这方砚是祖父传下的。祖父做过一任县令,在那个动荡的年代,他守着这方砚台,批阅文书,也用它研墨写下家书。据说曾有富商托人送来一块成色极好的端砚,说是给“先生润笔”。祖父看着那砚,又看看自己桌上这方寻常旧砚,只是淡淡一笑:“我这方砚,用了大半辈子,墨磨得匀,字写得稳,足够了。”来人悻悻而返,而那方旧砚,便一直在书桌上沉默地陪着祖父,直到传给了父亲。
年少时不懂,为何一方普通石砚值得两代人如此珍重。直到自己也学着写字,才渐渐明白个中滋味。研墨最是磨人性子,急不得,躁不得。水多了则墨淡,水少了则墨涩。一圈一圈,看似重复,实则每一次研磨都在去除墨锭的棱角,让它在清水中慢慢释放、溶解,最终成为一池莹润深邃的墨汁。这过程里没有捷径,只有耐心的消磨与沉淀。清廉或许也是如此,它从来不是一次惊心动魄的选择,而是在无数个寻常日子里,对每一次“研墨”的坚守。面对送上门的“好砚”,祖父守住了书桌的清净;面对可以顺手揩油的公务,父亲守住了账册的明晰。这些瞬间微小如尘,却日积月累,磨出了一个人品格的底色。

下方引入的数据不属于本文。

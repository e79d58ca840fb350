//! The combination algebra shared by every sketch.
//!
//! A [`Monoid`] is an identity value plus an associative `add`. Every summary in
//! [`crate::sketches`] is additionally *commutative*, because sibling partial results arrive in
//! an unspecified order.
//!
//! [`PartialResult`] pairs a progress fraction with a monoid value. It is itself a monoid
//! ([`PartialResultMonoid`]), which lets progress and payload travel through the same tree
//! reduction.
//!
//! `add` borrows both inputs and returns a fresh value: a result that has already been handed
//! to a caller is never mutated by a later merge.

use serde::{Deserialize, Serialize};

/// Identity element plus an associative combine.
///
/// Implementations must satisfy, for every reachable `a`, `b`, `c`:
/// - `add(zero(), a) == a == add(a, zero())`
/// - `add(add(a, b), c) == add(a, add(b, c))`
pub trait Monoid: Send + Sync {
    type Item: Clone + Send + 'static;

    fn zero(&self) -> Self::Item;

    fn add(&self, left: &Self::Item, right: &Self::Item) -> Self::Item;

    /// Left-to-right fold of `items`, starting from `zero()`.
    fn fold<'a, I>(&self, items: I) -> Self::Item
    where
        Self: Sized,
        I: IntoIterator<Item = &'a Self::Item>,
        Self::Item: 'a,
    {
        items
            .into_iter()
            .fold(self.zero(), |acc, item| self.add(&acc, item))
    }
}

impl<M: Monoid + ?Sized> Monoid for std::sync::Arc<M> {
    type Item = M::Item;

    fn zero(&self) -> Self::Item {
        (**self).zero()
    }

    fn add(&self, left: &Self::Item, right: &Self::Item) -> Self::Item {
        (**self).add(left, right)
    }
}

/// Progress fraction plus the value combined so far.
///
/// Leaves emit `PartialResult { done: share, value }` where `share` is that leaf's fraction of
/// the total work. Adding partial results adds both fields.
#[derive(Clone, Debug, PartialEq, Serialize, Deserialize)]
pub struct PartialResult<T> {
    /// Fraction of the total work covered by `value`, in `[0, 1]`.
    pub done: f64,
    pub value: T,
}

impl<T> PartialResult<T> {
    #[must_use]
    pub const fn new(done: f64, value: T) -> Self {
        Self { done, value }
    }

    #[must_use]
    pub fn is_complete(&self) -> bool {
        self.done >= 1.0
    }

    pub fn map<R>(self, f: impl FnOnce(T) -> R) -> PartialResult<R> {
        PartialResult {
            done: self.done,
            value: f(self.value),
        }
    }
}

/// Lifts a value monoid to a monoid over [`PartialResult`]s.
#[derive(Clone, Debug)]
pub struct PartialResultMonoid<M> {
    inner: M,
}

impl<M: Monoid> PartialResultMonoid<M> {
    pub const fn new(inner: M) -> Self {
        Self { inner }
    }

    pub const fn inner(&self) -> &M {
        &self.inner
    }
}

impl<M: Monoid> Monoid for PartialResultMonoid<M> {
    type Item = PartialResult<M::Item>;

    fn zero(&self) -> Self::Item {
        PartialResult::new(0.0, self.inner.zero())
    }

    fn add(&self, left: &Self::Item, right: &Self::Item) -> Self::Item {
        PartialResult::new(
            left.done + right.done,
            self.inner.add(&left.value, &right.value),
        )
    }
}

/// Pairs two monoids component-wise; used to run two sketches in one pass.
#[derive(Clone, Debug)]
pub struct PairMonoid<A, B> {
    pub first: A,
    pub second: B,
}

impl<A: Monoid, B: Monoid> Monoid for PairMonoid<A, B> {
    type Item = (A::Item, B::Item);

    fn zero(&self) -> Self::Item {
        (self.first.zero(), self.second.zero())
    }

    fn add(&self, left: &Self::Item, right: &Self::Item) -> Self::Item {
        (
            self.first.add(&left.0, &right.0),
            self.second.add(&left.1, &right.1),
        )
    }
}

父亲退休后,依然保持着研墨写字的习惯。有次我帮他清理书房,发现那方端砚下压着一张泛黄的纸,上面是祖父的笔迹:“石可破也,而不可夺坚;丹可磨也,而不可夺赤。”墨迹已淡,但笔锋依然清晰。我忽然懂得,这方旧砚传下来的,不仅是写字的家什,更是那种在缓慢研磨中养成的定力。当整个世界都在追求速溶与便捷时,他们选择了一生都在用最笨的方式,研磨自己的心。
如今这方砚静静地放在我的案头。每当我心烦意乱时,便取一锭墨,注一勺水,开始一圈一圈地研磨。水渐渐变深,墨香缓缓升起,那些纷乱的念头便在均匀的呼吸中沉淀下去。原来清廉的种子,早在一代代的研墨声中,悄无声息地种进了血液里。它不求绚烂,也不立丰碑,只是在那里,日复一日,把清白磨进生命的纹路里,让后来者在举手投足间,都能闻到那一缕穿越时光的、淡淡的墨香。